This suggests that the longer one uses, the more fierce the psychological addiction, yet we also assume that psychological factors—childhood trauma, history of family dependency, unhealthy living situations, poverty, etc.—make some of us more vulnerable in the first place. A chicken or the egg sort of cycle. Some research indicates that people who get addicted to opiates may already have a deficiency of dopamine in their brains, which predisposes them to addiction to substances like heroin. But whether you’re predisposed or not, if you use heroin with any regularity, you will get addicted because heroin takes over a natural function of brain chemistry: it replaces dopamine. When the heroin stops, no dopamine, your nerves are screaming. Physical addiction is simple. If you don’t do it, you experience pain; since you did it in the first place to alleviate or avoid pain, you just do it again. Basic Pavlovian theory. You know what cures you.
On the other hand, people who have abused drugs like metham-phetamine or cocaine, which stimulate the pleasure centers of the brain, are always left with a need to have that center stimulated. (Ecstasy, as I understand it, like Prozac, increases the amounts of serotonin in the brain and thus causes changes in brain chemistry, at least temporarily.) In other words, even when there is no physiological predisposition to addiction and no physical dependency, because the drug itself causes changes in the brain, those changes can create a strong psychological addiction—in the case of cocaine, to anything that will stimulate the pleasure center. Even sex. So far as I know, cocaine is not physically addictive, only psychologically, but, hey, monkeys will give up food, water, and sex for cocaine. Monkeys will die for cocaine.
No big surprise there. People die for cocaine. I once met a real estate developer who had lost everything, and he had quite a bit to lose, to that white powder. He said, “Cocaine is God’s way of telling you you make too much money.”
But back to the monkeys with monkeys on their backs: monkeys who have unlimited access to heroin gradually level out their use. They still eat, they still sleep, they still have sex. They simply do enough heroin to keep from going through withdrawals. This experiment, which I read about in the Stanford Alumna Magazine, was published in the mid-eighties, when cocaine was thought of as nose candy, something one might indulge in at cocktail parties. (Please pause for a moment to consider what that target audience might have been doing in its spare time.) Whatever else the experiment’s purpose, it did prove that there is no “just” to psychological addiction.
Physical addiction, no matter to what substance, seems to be the least of an addicts problems. There’s methadone for the junkie, Nicorette gum for the smoker. Drunks, speed freaks, crack heads and their brethren coke heads have no choice but to go cold, I guess—although researchers are experimenting with new drugs which affect serotonin levels and seem to reduce the addicts cravings. But even if you have to take the old-fashioned route and go cold, your body gets over it. People do kick. Some stay clean for years before going back. It’s the psychological pull, the craving, that’s so hard to overcome.

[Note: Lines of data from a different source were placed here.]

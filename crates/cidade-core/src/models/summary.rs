//! Mission summary: a definition merged with one resident's progress.

use serde::{Deserialize, Serialize};

use super::{MissionDefinition, MissionProgress, MissionState};
use crate::engine;

/// Mission card data with computed progress figures.
#[derive(Debug, Clone, Serialize, Deserialize, PartialEq)]
pub struct MissionSummary {
    /// The catalog entry
    pub mission: MissionDefinition,
    /// Normalized progress for the resident
    pub progress: MissionProgress,
    /// Completion percentage in [0, 100]
    pub percent: u8,
    /// Lifecycle state
    pub state: MissionState,
}

impl MissionSummary {
    /// Build a summary from a definition and an optional stored record.
    ///
    /// Missing or malformed records are normalized to a fresh one first.
    pub fn new(mission: MissionDefinition, progress: Option<&MissionProgress>) -> Self {
        let progress = engine::normalize(&mission, progress);
        let percent = engine::completion_percent(&mission, &progress);
        let state = engine::state(&mission, &progress);
        Self {
            mission,
            progress,
            percent,
            state,
        }
    }
}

For some people, of course, addiction is a symptom of an underlying disease, clinically known as a dual disorder. For example, many schizophrenics or manic-depressives are addicts; prior to being diagnosed, they used (and became addicted to) illicit drugs in an attempt to balance out a brain chemistry that was naturally out of whack or had been thrown out by trauma. For the rest of us, though, the question is how do you liberate yourself from desire so intense it rules your life? I can answer only for myself.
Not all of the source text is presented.